To do:
Search each line below for the word "QuestionPage" and list those that contain it.
==================================================
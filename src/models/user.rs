// src/models/user.rs

use serde::{Deserialize, Serialize};
use sqlx::FromRow;

/// Represents the 'users' table in the database.
///
/// `email` is the durable identity key; `id` is supplied by the external
/// identity provider and can change across sign-ins for the same e-mail.
#[derive(Debug, Clone, FromRow, Serialize, Deserialize)]
pub struct User {
    pub id: String,
    pub email: String,
    pub name: String,
    pub image: Option<String>,

    /// 'user' or 'admin'. Allow-listed e-mails are admin regardless.
    pub role: String,

    pub created_at: chrono::DateTime<chrono::Utc>,
}

pub const ROLE_USER: &str = "user";
pub const ROLE_ADMIN: &str = "admin";

/// Profile asserted by the external identity provider on sign-in.
#[derive(Debug, Clone, Serialize, Deserialize)]
pub struct Identity {
    pub id: String,
    pub email: String,
    pub name: String,
    pub image: Option<String>,
}

/// DTO for changing a user's role.
#[derive(Debug, Deserialize)]
pub struct UpdateRoleRequest {
    pub role: String,
}
// src/db/question.rs

use std::collections::HashMap;

use chrono::Utc;
use sqlx::{QueryBuilder, Sqlite, SqlitePool, Transaction};

use crate::error::AppError;
use crate::models::question::{
    AnswerInput, AnswerOption, ImportQuestion, ImportReport, QuestionFilter, QuestionPage,
    QuestionSummary, QuestionWithAnswers,
};

use super::category;

/// Joined question header without its options.
#[derive(Debug, Clone, sqlx::FromRow)]
struct QuestionRow {
    id: i64,
    category_id: i64,
    category_name: String,
    question_text: String,
}

impl QuestionRow {
    fn with_options(self, answer_options: Vec<AnswerOption>) -> QuestionWithAnswers {
        QuestionWithAnswers {
            id: self.id,
            category_id: self.category_id,
            category_name: self.category_name,
            question_text: self.question_text,
            answer_options,
        }
    }
}

/// Paginated question listing for the admin table, newest first.
pub async fn list(pool: &SqlitePool, filter: &QuestionFilter) -> Result<QuestionPage, AppError> {
    let limit = filter.limit.unwrap_or(20).clamp(1, 100);
    let offset = filter.offset.unwrap_or(0).max(0);
    let search = filter.search.as_ref().map(|s| format!("%{s}%"));

    let questions = sqlx::query_as::<_, QuestionSummary>(
        r#"
        SELECT
            q.id, q.category_id, c.name AS category_name, q.question_text,
            q.success_count, q.failure_count,
            (SELECT COUNT(*) FROM answer_options ao WHERE ao.question_id = q.id) AS answer_count,
            q.created_at, q.updated_at
        FROM questions q
        JOIN categories c ON c.id = q.category_id
        WHERE (?1 IS NULL OR q.category_id = ?1)
          AND (?2 IS NULL OR q.question_text LIKE ?2)
        ORDER BY q.created_at DESC, q.id DESC
        LIMIT ?3 OFFSET ?4
        "#,
    )
    .bind(filter.category_id)
    .bind(&search)
    .bind(limit)
    .bind(offset)
    .fetch_all(pool)
    .await?;

    let total: i64 = sqlx::query_scalar(
        r#"
        SELECT COUNT(*)
        FROM questions q
        WHERE (?1 IS NULL OR q.category_id = ?1)
          AND (?2 IS NULL OR q.question_text LIKE ?2)
        "#,
    )
    .bind(filter.category_id)
    .bind(&search)
    .fetch_one(pool)
    .await?;

    Ok(QuestionPage { questions, total })
}

/// One question with its options, ordered by position then id so insertion
/// order stays stable even when positions collide.
pub async fn get(pool: &SqlitePool, id: i64) -> Result<QuestionWithAnswers, AppError> {
    let row = sqlx::query_as::<_, QuestionRow>(
        r#"
        SELECT q.id, q.category_id, c.name AS category_name, q.question_text
        FROM questions q
        JOIN categories c ON c.id = q.category_id
        WHERE q.id = ?
        "#,
    )
    .bind(id)
    .fetch_optional(pool)
    .await?
    .ok_or_else(|| AppError::NotFound(format!("Question {id} not found")))?;

    let options = sqlx::query_as::<_, AnswerOption>(
        r#"
        SELECT id, question_id, text, is_correct, rationale, position
        FROM answer_options
        WHERE question_id = ?
        ORDER BY position, id
        "#,
    )
    .bind(id)
    .fetch_all(pool)
    .await?;

    Ok(row.with_options(options))
}

/// The full catalog with options, as fed to the quiz composer.
pub async fn all_with_answers(pool: &SqlitePool) -> Result<Vec<QuestionWithAnswers>, AppError> {
    let rows = sqlx::query_as::<_, QuestionRow>(
        r#"
        SELECT q.id, q.category_id, c.name AS category_name, q.question_text
        FROM questions q
        JOIN categories c ON c.id = q.category_id
        ORDER BY q.id
        "#,
    )
    .fetch_all(pool)
    .await?;

    let options = sqlx::query_as::<_, AnswerOption>(
        r#"
        SELECT id, question_id, text, is_correct, rationale, position
        FROM answer_options
        ORDER BY question_id, position, id
        "#,
    )
    .fetch_all(pool)
    .await?;

    let mut by_question: HashMap<i64, Vec<AnswerOption>> = HashMap::new();
    for option in options {
        by_question.entry(option.question_id).or_default().push(option);
    }

    Ok(rows
        .into_iter()
        .map(|row| {
            let options = by_question.remove(&row.id).unwrap_or_default();
            row.with_options(options)
        })
        .collect())
}

/// Question headers for a submitted sequence, in the order the ids were
/// presented. An unknown id is a `ReferentialIntegrity` error.
pub async fn by_ids(pool: &SqlitePool, ids: &[i64]) -> Result<Vec<QuestionWithAnswers>, AppError> {
    if ids.is_empty() {
        return Ok(Vec::new());
    }

    // Dynamic IN clause
    let mut builder = QueryBuilder::<Sqlite>::new(
        r#"
        SELECT q.id, q.category_id, c.name AS category_name, q.question_text
        FROM questions q
        JOIN categories c ON c.id = q.category_id
        WHERE q.id IN ("#,
    );
    let mut separated = builder.separated(",");
    for id in ids {
        separated.push_bind(id);
    }
    separated.push_unseparated(")");

    let rows: Vec<QuestionRow> = builder.build_query_as().fetch_all(pool).await?;
    let by_id: HashMap<i64, QuestionRow> = rows.into_iter().map(|r| (r.id, r)).collect();

    ids.iter()
        .map(|id| {
            by_id
                .get(id)
                .cloned()
                .map(|row| row.with_options(Vec::new()))
                .ok_or_else(|| AppError::ReferentialIntegrity(format!("Question {id} does not exist")))
        })
        .collect()
}

/// Creates a question and its options in one transaction.
pub async fn create(
    pool: &SqlitePool,
    category_id: i64,
    question_text: &str,
    answers: &[AnswerInput],
) -> Result<i64, AppError> {
    category::ensure_exists(pool, category_id).await?;

    let mut tx = pool.begin().await?;
    let now = Utc::now();

    let question_id: i64 = sqlx::query_scalar(
        r#"
        INSERT INTO questions (category_id, question_text, created_at, updated_at)
        VALUES (?, ?, ?, ?)
        RETURNING id
        "#,
    )
    .bind(category_id)
    .bind(question_text)
    .bind(now)
    .bind(now)
    .fetch_one(&mut *tx)
    .await?;

    insert_options(&mut tx, question_id, answers).await?;

    tx.commit().await?;
    Ok(question_id)
}

/// Replace-all update: the question row and the complete option set are
/// rewritten together or not at all.
pub async fn update(
    pool: &SqlitePool,
    id: i64,
    category_id: i64,
    question_text: &str,
    answers: &[AnswerInput],
) -> Result<(), AppError> {
    category::ensure_exists(pool, category_id).await?;

    let mut tx = pool.begin().await?;

    let result = sqlx::query(
        "UPDATE questions SET category_id = ?, question_text = ?, updated_at = ? WHERE id = ?",
    )
    .bind(category_id)
    .bind(question_text)
    .bind(Utc::now())
    .bind(id)
    .execute(&mut *tx)
    .await?;

    if result.rows_affected() == 0 {
        return Err(AppError::NotFound(format!("Question {id} not found")));
    }

    sqlx::query("DELETE FROM answer_options WHERE question_id = ?")
        .bind(id)
        .execute(&mut *tx)
        .await?;
    insert_options(&mut tx, id, answers).await?;

    tx.commit().await?;
    Ok(())
}

/// Deletes a question; its options go with it (cascade).
pub async fn delete(pool: &SqlitePool, id: i64) -> Result<(), AppError> {
    let result = sqlx::query("DELETE FROM questions WHERE id = ?")
        .bind(id)
        .execute(pool)
        .await?;

    if result.rows_affected() == 0 {
        return Err(AppError::NotFound(format!("Question {id} not found")));
    }
    Ok(())
}

/// Bulk import of a question-array document. The whole batch runs in one
/// transaction against partial writes; a malformed entry is skipped and
/// recorded under its input index without aborting the rest.
pub async fn bulk_import(
    pool: &SqlitePool,
    entries: &[ImportQuestion],
    category_id: i64,
) -> Result<ImportReport, AppError> {
    category::ensure_exists(pool, category_id).await?;

    let mut report = ImportReport::default();
    let mut tx = pool.begin().await?;
    let now = Utc::now();

    for (index, entry) in entries.iter().enumerate() {
        if entry.question.trim().is_empty() {
            report
                .errors
                .push(format!("Question at index {index} is missing its text"));
            continue;
        }
        if entry.answer_options.is_empty() {
            report
                .errors
                .push(format!("Question at index {index} has no answer options"));
            continue;
        }

        let question_id: i64 = sqlx::query_scalar(
            r#"
            INSERT INTO questions (category_id, question_text, created_at, updated_at)
            VALUES (?, ?, ?, ?)
            RETURNING id
            "#,
        )
        .bind(category_id)
        .bind(entry.question.trim())
        .bind(now)
        .bind(now)
        .fetch_one(&mut *tx)
        .await?;

        insert_options(&mut tx, question_id, &entry.answer_options).await?;
        report.added += 1;
    }

    tx.commit().await?;
    Ok(report)
}

/// Increments the question's lifetime success or failure counter by one.
/// Callers guarantee at-most-once per question per completed attempt.
pub async fn record_outcome(
    pool: &SqlitePool,
    question_id: i64,
    was_correct: bool,
) -> Result<(), AppError> {
    let sql = if was_correct {
        "UPDATE questions SET success_count = success_count + 1 WHERE id = ?"
    } else {
        "UPDATE questions SET failure_count = failure_count + 1 WHERE id = ?"
    };

    let result = sqlx::query(sql).bind(question_id).execute(pool).await?;

    if result.rows_affected() == 0 {
        return Err(AppError::NotFound(format!("Question {question_id} not found")));
    }
    Ok(())
}

async fn insert_options(
    tx: &mut Transaction<'_, Sqlite>,
    question_id: i64,
    answers: &[AnswerInput],
) -> Result<(), AppError> {
    for (position, answer) in answers.iter().enumerate() {
        sqlx::query(
            r#"
            INSERT INTO answer_options (question_id, text, is_correct, rationale, position)
            VALUES (?, ?, ?, ?, ?)
            "#,
        )
        .bind(question_id)
        .bind(answer.text.trim())
        .bind(answer.is_correct)
        .bind(&answer.rationale)
        .bind(position as i64)
        .execute(&mut **tx)
        .await?;
    }
    Ok(())
}
// src/handlers/mod.rs

pub mod admin;
pub mod auth;
pub mod quiz;
// src/routes.rs

use axum::{
    Router, http::Method, middleware,
    routing::{delete, get, post, put},
};
use tower::ServiceBuilder;
use tower_http::{cors::CorsLayer, trace::TraceLayer};

use crate::{
    handlers::{admin, auth, quiz},
    state::AppState,
    utils::jwt::{admin_middleware, auth_middleware},
};

/// Assembles the main application router.
///
/// * Public: sign-in exchange, quiz generation, leaderboard.
/// * Authenticated: attempt submission, own profile.
/// * Admin (double middleware: auth first, then admin check): question bank
///   and category management, import, user administration, dashboard.
pub fn create_router(state: AppState) -> Router {
    let origins = [
        "http://localhost:5173".parse().unwrap(),
        "http://127.0.0.1:5173".parse().unwrap(),
    ];

    let cors = CorsLayer::new()
        .allow_origin(origins)
        .allow_methods([Method::GET, Method::POST, Method::PUT, Method::DELETE])
        .allow_headers([
            axum::http::header::AUTHORIZATION,
            axum::http::header::CONTENT_TYPE,
        ]);

    let public_routes = Router::new()
        .route("/api/auth/session", post(auth::create_session))
        .route("/api/quiz/generate", get(quiz::generate_quiz))
        .route("/api/quiz/leaderboard", get(quiz::get_leaderboard));

    let user_routes = Router::new()
        .route("/api/scores", post(quiz::submit_score))
        .route("/api/profile", get(quiz::get_profile))
        .layer(middleware::from_fn_with_state(state.clone(), auth_middleware));

    let admin_routes = Router::new()
        .route(
            "/categories",
            get(admin::list_categories).post(admin::create_category),
        )
        .route(
            "/questions",
            get(admin::list_questions).post(admin::create_question),
        )
        .route(
            "/questions/{id}",
            get(admin::get_question)
                .put(admin::update_question)
                .delete(admin::delete_question),
        )
        .route("/import", post(admin::import_questions))
        .route("/users", get(admin::list_users))
        .route("/users/{id}", delete(admin::delete_user))
        .route("/users/{id}/role", put(admin::update_user_role))
        .route("/users/{id}/stats", get(admin::user_stats))
        .route("/dashboard", get(admin::dashboard))
        // Double middleware protection: Auth first, then Admin check
        .layer(middleware::from_fn_with_state(state.clone(), admin_middleware))
        .layer(middleware::from_fn_with_state(state.clone(), auth_middleware));

    Router::new()
        .merge(public_routes)
        .merge(user_routes)
        .nest("/api/admin", admin_routes)
        // Global Middleware (applied from outside in)
        .layer(ServiceBuilder::new().layer(TraceLayer::new_for_http()).layer(cors))
        .with_state(state)
}
// src/models/question.rs

use serde::{Deserialize, Serialize};
use sqlx::prelude::FromRow;
use validator::Validate;

/// Represents the 'answer_options' table in the database.
/// Options are owned by their question and rewritten wholesale on edit.
#[derive(Debug, Clone, FromRow, Serialize, Deserialize)]
pub struct AnswerOption {
    pub id: i64,
    pub question_id: i64,
    pub text: String,
    pub is_correct: bool,
    pub rationale: Option<String>,

    /// Explicit presentation order, preserved across edits.
    pub position: i64,
}

/// A question joined with its category name and ordered answer options,
/// as consumed by the quiz composer and the admin edit form.
#[derive(Debug, Clone, Serialize)]
pub struct QuestionWithAnswers {
    pub id: i64,
    pub category_id: i64,
    pub category_name: String,
    pub question_text: String,
    pub answer_options: Vec<AnswerOption>,
}

/// Listing row for the admin question table: no options, but the category
/// name, the option count and the lifetime outcome counters.
#[derive(Debug, Clone, FromRow, Serialize)]
pub struct QuestionSummary {
    pub id: i64,
    pub category_id: i64,
    pub category_name: String,
    pub question_text: String,
    pub success_count: i64,
    pub failure_count: i64,
    pub answer_count: i64,
    pub created_at: chrono::DateTime<chrono::Utc>,
    pub updated_at: chrono::DateTime<chrono::Utc>,
}

/// A page of the question listing.
#[derive(Debug, Serialize)]
pub struct QuestionPage {
    pub questions: Vec<QuestionSummary>,
    pub total: i64,
}

/// Filters for the question listing. Newest questions come first.
#[derive(Debug, Default, Deserialize)]
pub struct QuestionFilter {
    pub category_id: Option<i64>,
    pub search: Option<String>,
    pub limit: Option<i64>,
    pub offset: Option<i64>,
}

/// One answer option as submitted by the admin forms.
#[derive(Debug, Clone, Serialize, Deserialize)]
#[serde(rename_all = "camelCase")]
pub struct AnswerInput {
    pub text: String,
    #[serde(default)]
    pub is_correct: bool,
    #[serde(default)]
    pub rationale: Option<String>,
}

/// DTO for creating or replacing a question. The interactive admin path
/// requires at least 2 options and at least one marked correct.
#[derive(Debug, Deserialize, Validate)]
#[serde(rename_all = "camelCase")]
pub struct CreateQuestionRequest {
    pub category_id: i64,
    #[validate(length(min = 1, max = 2000))]
    pub question_text: String,
    #[validate(custom(function = validate_answers))]
    pub answers: Vec<AnswerInput>,
}

fn validate_answers(answers: &[AnswerInput]) -> Result<(), validator::ValidationError> {
    if answers.len() < 2 {
        return Err(validator::ValidationError::new("at_least_two_answers"));
    }
    if answers.iter().any(|a| a.text.trim().is_empty()) {
        return Err(validator::ValidationError::new("answer_text_required"));
    }
    if !answers.iter().any(|a| a.is_correct) {
        return Err(validator::ValidationError::new("no_correct_answer"));
    }
    Ok(())
}

/// One entry of a bulk-import document:
/// `[{question, answerOptions: [{text, isCorrect, rationale?}]}]`.
#[derive(Debug, Clone, Deserialize)]
#[serde(rename_all = "camelCase")]
pub struct ImportQuestion {
    #[serde(default)]
    pub question: String,
    #[serde(default)]
    pub answer_options: Vec<AnswerInput>,
}

/// Outcome of a bulk import: how many questions were inserted, and one error
/// string per skipped entry, keyed by its index in the input document.
#[derive(Debug, Default, Serialize)]
pub struct ImportReport {
    pub added: usize,
    pub errors: Vec<String>,
}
==================================================
Your solution:
    AnswerInput, AnswerOption, ImportQuestion, ImportReport, QuestionFilter, QuestionPage,
pub async fn list(pool: &SqlitePool, filter: &QuestionFilter) -> Result<QuestionPage, AppError> {
    Ok(QuestionPage { questions, total })
pub struct QuestionPage {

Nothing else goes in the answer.